Task statement → In the data below, which lines hold "supervisor"? Copy every one.

Task material →

++++++++++

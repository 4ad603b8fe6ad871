//! Wire messages exchanged between the supervisor and its workers.
//!
//! Every message is a tagged tuple, `[KIND]` or `[KIND, payload]`, carried as a
//! JSON array. Thread-isolated workers pass the JSON value through a channel;
//! process-isolated workers exchange one JSON array per line over stdin/stdout.

use std::fmt;

use serde::{Deserialize, Serialize};
use serde_json::Value;
use thiserror::Error;
use tokio::io::{AsyncBufRead, AsyncBufReadExt, AsyncWrite, AsyncWriteExt};

/// One undecoded message as it travels over a worker channel.
pub type Frame = Value;

/// Message types of the supervisor/worker protocol.
#[derive(Debug, Clone, Copy, PartialEq, Eq, Hash, Serialize, Deserialize)]
#[serde(rename_all = "SCREAMING_SNAKE_CASE")]
pub enum MessageKind {
    // supervisor -> worker
    HeartbeatSyn,
    GetData,
    Stop,
    // worker -> supervisor
    HeartbeatAck,
    StartupError,
    DataOk,
    DataError,
    StopAck,
}

impl MessageKind {
    pub const ALL: [MessageKind; 8] = [
        MessageKind::HeartbeatSyn,
        MessageKind::GetData,
        MessageKind::Stop,
        MessageKind::HeartbeatAck,
        MessageKind::StartupError,
        MessageKind::DataOk,
        MessageKind::DataError,
        MessageKind::StopAck,
    ];

    pub fn as_str(&self) -> &'static str {
        match self {
            Self::HeartbeatSyn => "HEARTBEAT_SYN",
            Self::GetData => "GET_DATA",
            Self::Stop => "STOP",
            Self::HeartbeatAck => "HEARTBEAT_ACK",
            Self::StartupError => "STARTUP_ERROR",
            Self::DataOk => "DATA_OK",
            Self::DataError => "DATA_ERROR",
            Self::StopAck => "STOP_ACK",
        }
    }

    pub fn parse(value: &str) -> Option<Self> {
        Self::ALL.into_iter().find(|kind| kind.as_str() == value)
    }

    /// Whether this kind travels supervisor -> worker.
    pub fn is_request(&self) -> bool {
        matches!(self, Self::HeartbeatSyn | Self::GetData | Self::Stop)
    }
}

impl fmt::Display for MessageKind {
    fn fmt(&self, f: &mut fmt::Formatter<'_>) -> fmt::Result {
        f.write_str(self.as_str())
    }
}

/// Errors that can occur while moving frames between supervisor and worker.
#[derive(Debug, Error)]
pub enum MessageError {
    #[error("I/O error: {0}")]
    Io(#[from] std::io::Error),
    #[error("failed to encode frame: {0}")]
    Json(#[from] serde_json::Error),
    #[error("frame is not a tuple: {0}")]
    NotATuple(String),
    #[error("frame has {0} elements, expected 1 or 2")]
    Arity(usize),
    #[error("unknown message kind: {0}")]
    UnknownKind(String),
    #[error("channel closed")]
    ChannelClosed,
}

/// A decoded, well-formed protocol message.
#[derive(Debug, Clone, PartialEq)]
pub struct Message {
    pub kind: MessageKind,
    pub payload: Option<Value>,
}

impl Message {
    pub fn new(kind: MessageKind) -> Self {
        Self {
            kind,
            payload: None,
        }
    }

    pub fn with_payload(kind: MessageKind, payload: impl Into<Value>) -> Self {
        Self {
            kind,
            payload: Some(payload.into()),
        }
    }

    pub fn into_frame(self) -> Frame {
        let mut items = Vec::with_capacity(2);
        items.push(Value::String(self.kind.as_str().to_string()));
        if let Some(payload) = self.payload {
            items.push(payload);
        }
        Value::Array(items)
    }

    /// Decode a frame, accepting only tuples of length 1 or 2 whose first
    /// element names a known message kind. A trailing `null` counts as no
    /// payload.
    pub fn from_frame(frame: &Frame) -> Result<Self, MessageError> {
        let Value::Array(items) = frame else {
            return Err(MessageError::NotATuple(truncate(frame.to_string())));
        };
        if !(1..=2).contains(&items.len()) {
            return Err(MessageError::Arity(items.len()));
        }
        let kind = match &items[0] {
            Value::String(tag) => MessageKind::parse(tag)
                .ok_or_else(|| MessageError::UnknownKind(truncate(tag.clone())))?,
            other => return Err(MessageError::UnknownKind(truncate(other.to_string()))),
        };
        let payload = items.get(1).filter(|value| !value.is_null()).cloned();
        Ok(Self { kind, payload })
    }

    /// Render the payload as an error description, as carried by
    /// `STARTUP_ERROR` and `DATA_ERROR`.
    pub fn payload_text(&self) -> Option<String> {
        match &self.payload {
            None => None,
            Some(Value::String(text)) => Some(text.clone()),
            Some(other) => Some(other.to_string()),
        }
    }
}

impl From<Message> for Frame {
    fn from(message: Message) -> Self {
        message.into_frame()
    }
}

fn truncate(mut text: String) -> String {
    const LIMIT: usize = 120;
    if text.len() > LIMIT {
        let mut cut = LIMIT;
        while !text.is_char_boundary(cut) {
            cut -= 1;
        }
        text.truncate(cut);
        text.push_str("...");
    }
    text
}

/// Parse one line of the line-oriented transport.
///
/// Lines that are not valid JSON are passed on as a JSON string so the
/// receiver treats them as a malformed message instead of a dead transport.
pub fn decode_line(line: &str) -> Frame {
    serde_json::from_str(line.trim()).unwrap_or_else(|_| Value::String(line.trim().to_string()))
}

/// Write a frame as a single JSON line and flush.
pub async fn write_frame<W>(writer: &mut W, frame: &Frame) -> Result<(), MessageError>
where
    W: AsyncWrite + Unpin,
{
    let mut line = serde_json::to_vec(frame)?;
    line.push(b'\n');
    writer.write_all(&line).await?;
    writer.flush().await?;
    Ok(())
}

/// Read the next frame, skipping blank lines. Returns `None` at end of stream.
pub async fn read_frame<R>(reader: &mut R) -> Result<Option<Frame>, MessageError>
where
    R: AsyncBufRead + Unpin,
{
    let mut line = String::new();
    loop {
        line.clear();
        if reader.read_line(&mut line).await? == 0 {
            return Ok(None);
        }
        if !line.trim().is_empty() {
            return Ok(Some(decode_line(&line)));
        }
    }
}
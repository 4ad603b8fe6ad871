//! Example sensors used for local runs and soak testing of the supervisor.
//!
//! Neither touches hardware: they report the current wall-clock time after a
//! random delay, optionally failing at a configured rate.

use std::thread;
use std::time::Duration;

use chrono::Utc;
use serde::Deserialize;
use serde_json::Value;

use super::{Record, Sensor, SensorConfig, SensorError};

#[derive(Debug, Clone, Default, Deserialize)]
struct ExampleSettings {
    failure_rate: Option<f64>,
    startup_failure_rate: Option<f64>,
    max_delay_ms: Option<u64>,
}

impl ExampleSettings {
    fn parse(config: Option<&SensorConfig>) -> Result<Self, SensorError> {
        let settings = match config {
            None | Some(Value::Null) => Self::default(),
            Some(value @ Value::Object(_)) => Self::deserialize(value)
                .map_err(|err| SensorError::Configuration(err.to_string()))?,
            Some(other) => {
                return Err(SensorError::Configuration(format!(
                    "expected an object, got {other}"
                )));
            }
        };
        for rate in [settings.failure_rate, settings.startup_failure_rate]
            .into_iter()
            .flatten()
        {
            if !(0.0..=1.0).contains(&rate) {
                return Err(SensorError::Configuration(format!(
                    "rate {rate} outside [0, 1]"
                )));
            }
        }
        Ok(settings)
    }
}

fn timestamp_secs() -> f64 {
    Utc::now().timestamp_micros() as f64 / 1_000_000.0
}

fn random_delay(max: Duration) {
    if !max.is_zero() {
        thread::sleep(max.mul_f64(rand::random::<f64>()));
    }
}

fn describe_time(record: &Record, field: &str) -> Option<String> {
    record
        .get(field)
        .and_then(Value::as_f64)
        .map(|value| format!("Time: {value:.5}"))
}

/// Fast sensor: answers within `max_delay_ms` (default 100 ms).
#[derive(Debug)]
pub struct ExampleSensor {
    failure_rate: f64,
    max_delay: Duration,
}

impl ExampleSensor {
    pub const KIND: &'static str = "example";
    pub const FIELD: &'static str = "test";
}

impl Default for ExampleSensor {
    fn default() -> Self {
        Self {
            failure_rate: 0.0,
            max_delay: Duration::from_millis(100),
        }
    }
}

impl Sensor for ExampleSensor {
    fn configure(&mut self, config: Option<&SensorConfig>) -> Result<(), SensorError> {
        let settings = ExampleSettings::parse(config)?;
        if let Some(rate) = settings.failure_rate {
            self.failure_rate = rate;
        }
        if let Some(delay) = settings.max_delay_ms {
            self.max_delay = Duration::from_millis(delay);
        }
        Ok(())
    }

    fn startup(&mut self) -> Result<(), SensorError> {
        Ok(())
    }

    fn read_data(&mut self) -> Result<Option<Record>, SensorError> {
        random_delay(self.max_delay);
        if rand::random::<f64>() < self.failure_rate {
            return Err(SensorError::Data("simulated read failure".to_string()));
        }
        let mut record = Record::new();
        record.insert(Self::FIELD.to_string(), Value::from(timestamp_secs()));
        Ok(Some(record))
    }

    fn teardown(&mut self) {}

    fn field_names(&self) -> Vec<String> {
        vec![Self::FIELD.to_string()]
    }

    fn describe(&self, record: &Record) -> Option<String> {
        describe_time(record, Self::FIELD)
    }
}

/// Slow, flaky sensor: fails startup a quarter of the time and may take up
/// to two seconds per sample.
#[derive(Debug)]
pub struct ExampleLongSensor {
    startup_failure_rate: f64,
    max_delay: Duration,
}

impl ExampleLongSensor {
    pub const KIND: &'static str = "example_long";
    pub const FIELD: &'static str = "test_long";
}

impl Default for ExampleLongSensor {
    fn default() -> Self {
        Self {
            startup_failure_rate: 0.25,
            max_delay: Duration::from_secs(2),
        }
    }
}

impl Sensor for ExampleLongSensor {
    fn configure(&mut self, config: Option<&SensorConfig>) -> Result<(), SensorError> {
        let settings = ExampleSettings::parse(config)?;
        if let Some(rate) = settings.startup_failure_rate {
            self.startup_failure_rate = rate;
        }
        if let Some(delay) = settings.max_delay_ms {
            self.max_delay = Duration::from_millis(delay);
        }
        Ok(())
    }

    fn startup(&mut self) -> Result<(), SensorError> {
        if rand::random::<f64>() < self.startup_failure_rate {
            return Err(SensorError::Startup("simulated startup failure".to_string()));
        }
        Ok(())
    }

    fn read_data(&mut self) -> Result<Option<Record>, SensorError> {
        random_delay(self.max_delay);
        let mut record = Record::new();
        record.insert(Self::FIELD.to_string(), Value::from(timestamp_secs()));
        Ok(Some(record))
    }

    fn teardown(&mut self) {}

    fn field_names(&self) -> Vec<String> {
        vec![Self::FIELD.to_string()]
    }

    fn describe(&self, record: &Record) -> Option<String> {
        describe_time(record, Self::FIELD)
    }
}
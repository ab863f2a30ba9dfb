//! Link statistics counters. All counters are monotonic with wrap allowed.

#[derive(Debug, Default, Clone, Eq, PartialEq)]
pub struct Stats {
    pub rx_bytes: u32,
    pub tx_bytes: u32,
    pub rx_frames: u32,
    pub rx_bad_frames: u32,
    pub rx_retry_frames: u32,
    pub tx_frames: u32,
    pub tx_retry_frames: u32,
}

impl Stats {
    pub fn new() -> Stats {
        Stats::default()
    }

    pub fn reset(&mut self) {
        *self = Stats::default();
    }

    #[inline]
    pub(crate) fn rx_byte(&mut self) {
        self.rx_bytes = self.rx_bytes.wrapping_add(1);
    }

    #[inline]
    pub(crate) fn tx_byte(&mut self) {
        self.tx_bytes = self.tx_bytes.wrapping_add(1);
    }

    #[inline]
    pub(crate) fn rx_frame(&mut self) {
        self.rx_frames = self.rx_frames.wrapping_add(1);
    }

    #[inline]
    pub(crate) fn rx_bad_frame(&mut self) {
        self.rx_bad_frames = self.rx_bad_frames.wrapping_add(1);
    }

    #[inline]
    pub(crate) fn rx_retry_frame(&mut self) {
        self.rx_retry_frames = self.rx_retry_frames.wrapping_add(1);
    }

    #[inline]
    pub(crate) fn tx_frame(&mut self) {
        self.tx_frames = self.tx_frames.wrapping_add(1);
    }

    #[inline]
    pub(crate) fn tx_retries(&mut self, count: u32) {
        self.tx_retry_frames = self.tx_retry_frames.wrapping_add(count);
    }
}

++++++++++

Finished exercise →
//! Wire messages exchanged between the supervisor and its workers.
/// Message types of the supervisor/worker protocol.
    // supervisor -> worker
    // worker -> supervisor
    /// Whether this kind travels supervisor -> worker.
/// Errors that can occur while moving frames between supervisor and worker.
//! Example sensors used for local runs and soak testing of the supervisor.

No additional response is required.